A study on the efficacy of X-ray treatment for reducing inoculated L. monocytogenes and other pathogens on shredded iceberg lettuce revealed that treatment with X-rays at doses of 1.0 and 2.0 kGy significantly reduced the L. monocytogenes population under both conditions [104]. Importantly, this method did not adversely affect the sensory quality, particularly the visual color, of the lettuce leaves during subsequent storage, suggesting X-ray treatment as a viable approach for pathogen reduction in lettuce. Various strategies, including the use of bioprotective meat starter cultures like L. rhamnosus E-97800, L. rhamnosus LC-705, and L. plantarum ALC01 in sausages, have demonstrated antibacterial activity, contributing to reducing L. monocytogenes levels in contaminated foods [105]. Combined treatments such as ozone and organic acids have proven efficacy in reducing initial pathogen populations on foods like mushrooms [106] Nitrite has also been identified as a substance that can injure Listeria, potentially reducing their numbers [107]. Steam treatment systems and Ultra-High-Pressure Homogenization (UHPH) have rendered L. monocytogenes undetectable in grape juice due to their disruptive effect on bacterial cells [108].
Various medicinal plant species have been found to possess compounds with antimicrobial, anti-inflammatory, and anti-diarrheal properties, making them potential candidates for listeriosis treatment [109-111]. These extracts often contain bioactive compounds like tannins, flavonoids, alkaloids, and essential oils, which can inhibit the growth of diarrheagenic bacteria, reduce intestinal inflammation, and regulate bowel movements. Clinical studies and trials continue to explore the efficacy and safety of plant extracts for disease treatment, aiming to integrate traditional knowledge with modern medical practices. This approach not only seeks to provide effective treatments but also supports sustainable and accessible healthcare solutions globally. These diverse approaches underscore the importance of multifaceted strategies in ensuring food safety and reducing the risk of L. monocytogenes contamination throughout the food chain.

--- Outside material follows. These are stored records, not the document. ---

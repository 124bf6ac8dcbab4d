//! CLI module for the `echorag` binary
//!
//! This module contains all CLI-related functionality including:
//! - Command line argument parsing
//! - Command handlers (organized by domain in handlers/ subdirectory)
//! - Output formatting

pub mod commands;
pub mod handlers;
pub mod output;

pub use commands::*;
pub use handlers::*;
pub use output::*;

Despite the achievement of developed countries in reporting, curtailing, diagnosing, and monitoring the incidence and outbreak of Listeriosis, many developing countries are yet to have a defined system. The biology, the ubiquitous nature, and the ability of the pathogen to overcome various stresses could make it persist in food and food processing environments for a long period, hence the need for good hygiene practices and Good Manufacturing Practices (GMP) from raw material to food consumption. The application of Hazard Analysis Critical Control Points (HACCP) at various stages of food production will reduce the risk of food contamination. One health approach aimed at promoting effective collaboration, coordination, and communication among relevant stakeholders will provide a comprehensive and proactive strategy to tackle zoonotic diseases, mitigate risks, and promote the well-being of both animals and humans while preserving the health of the environment. Proper awareness for the vulnerable group on the risk of eating contaminated food will reduce the disease burden, outbreak, fatality, and morbidity rate. Also, the identification of all the stakeholders involved in the food chain and ensuring proper Good Hygienic Practices (GHP), Good Manufacturing Practices (GMP), and food safety management practices will reduce the disease burden. The manufacturing industries should take proper corrective actions once Listeria spp. is found in the environment and monitor the effectiveness of the corrective actions.